// SPDX-License-Identifier: MIT OR Apache-2.0
// Copyright (c) 2025 tfflow contributors

//! Progress spinner utilities

use indicatif::{ProgressBar, ProgressStyle};
use std::time::Duration;

/// Create a spinner for a running step
pub fn create_spinner(message: &str) -> ProgressBar {
    let pb = ProgressBar::new_spinner();
    if let Ok(style) = ProgressStyle::default_spinner()
        .tick_chars("⠋⠙⠹⠸⠼⠴⠦⠧⠇⠏")
        .template("  {spinner:.blue} {msg} {elapsed:.dim}")
    {
        pb.set_style(style);
    }
    pb.set_message(message.to_string());
    pb.enable_steady_tick(Duration::from_millis(80));
    pb
}

/// Spinners only make sense on an interactive terminal; CI logs get plain lines.
pub fn progress_enabled(verbose: bool) -> bool {
    !verbose && console::Term::stdout().is_term() && std::env::var_os("CI").is_none()
}
// SPDX-License-Identifier: MIT OR Apache-2.0
// Copyright (c) 2025 tfflow contributors

//! Terminal output for step results

use colored::{ColoredString, Colorize};

use crate::pipeline::{StepKind, StepOutcome, StepResult};

/// Marker for a step outcome
pub fn outcome_marker(outcome: &StepOutcome) -> ColoredString {
    match outcome {
        StepOutcome::Passed => "✓".green(),
        StepOutcome::Failed(_) => "✗".red(),
    }
}

/// Whether a passed step's output is printed under its result line.
///
/// The destroy banner always is; other output only when verbose.
pub fn shows_output(result: &StepResult, verbose: bool) -> bool {
    !result.stdout.trim().is_empty() && (verbose || result.step == StepKind::ReportSuccess)
}

/// Print the one-line result of a step, plus its output when verbose
pub fn print_step_line(result: &StepResult, verbose: bool) {
    let marker = outcome_marker(&result.outcome);
    let name = result.step.to_string();

    match &result.outcome {
        StepOutcome::Passed => {
            println!(
                "  {} {} ({:.2}s)",
                marker,
                name.bold(),
                result.duration.as_secs_f64()
            );
            if shows_output(result, verbose) {
                println!("{}", indent(result.stdout.trim_end()).dimmed());
            }
        }
        StepOutcome::Failed(reason) => {
            println!("  {} {} failed", marker, name.bold());
            eprintln!("{}", indent(reason).dimmed());
        }
    }
}

fn indent(text: &str) -> String {
    text.lines()
        .map(|line| format!("      {}", line))
        .collect::<Vec<_>>()
        .join("\n")
}
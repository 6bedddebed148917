// SPDX-License-Identifier: MIT OR Apache-2.0
// Copyright (c) 2025 tfflow contributors

//! Deploy and destroy commands - execute a pipeline

use colored::Colorize;
use miette::Result;
use std::path::Path;
use std::sync::Arc;

use crate::config::{ConfigValidator, DeployConfig};
use crate::errors::RecoverySuggestion;
use crate::executors::{create_default_executors, RunContext};
use crate::pipeline::{
    trigger, ExecutionOptions, Pipeline, PipelineExecutor, PipelineKind, TriggerOverride,
};
use crate::utils;

/// Run the deploy or destroy pipeline
pub async fn run(
    kind: PipelineKind,
    config_path: &Path,
    overrides: TriggerOverride,
    dry_run: bool,
    verbose: bool,
) -> Result<()> {
    let config = DeployConfig::from_file(config_path)?;

    let validation = ConfigValidator::validate(&config);
    if !validation.is_valid() {
        eprintln!("{}", "Configuration is invalid:".red().bold());
        for error in &validation.errors {
            eprintln!("  {} {}", "✗".red(), error);
        }
        return Err(miette::miette!("Configuration is invalid"));
    }

    if validation.has_warnings() && verbose {
        eprintln!("{}", "Configuration warnings:".yellow().bold());
        for warning in &validation.warnings {
            eprintln!("  {} {}", "⚠".yellow(), warning);
        }
        eprintln!();
    }

    let trigger = trigger::resolve(&overrides, |k| std::env::var(k).ok(), &config.main_branch)?;

    let repo_root = std::env::current_dir()
        .map_err(|e| miette::miette!("Failed to get current directory: {}", e))?;
    let working_dir = config.resolve_working_dir(&repo_root);

    let pipeline = Pipeline::resolve(kind, &trigger);
    let config = Arc::new(config);

    let mut executor = PipelineExecutor::new();
    for (name, exec) in create_default_executors(config.clone()) {
        executor.register_executor(&name, exec);
    }

    let options = ExecutionOptions {
        dry_run,
        verbose,
        progress: utils::progress_enabled(verbose),
    };

    let mut ctx = RunContext::new(trigger, working_dir);
    let run = executor.execute(&pipeline, &mut ctx, &options).await;

    if let Err(error) = run.into_result() {
        if let Some(suggestion) = RecoverySuggestion::for_error(&error) {
            eprintln!();
            eprint!("{}", suggestion);
        }
        return Err(error.into());
    }

    if let Some(outputs) = ctx.outputs.as_deref().filter(|o| !o.trim().is_empty()) {
        println!();
        println!("{}:", "Outputs".bold());
        for line in outputs.lines() {
            println!("  {}", line);
        }
    }

    Ok(())
}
********
_EXERCISE BRIEF:_ Lines from the records above that hold "message" are the ones to list.

_RESULT OF THE EXERCISE:_
pub fn create_spinner(message: &str) -> ProgressBar {
    pb.set_message(message.to_string());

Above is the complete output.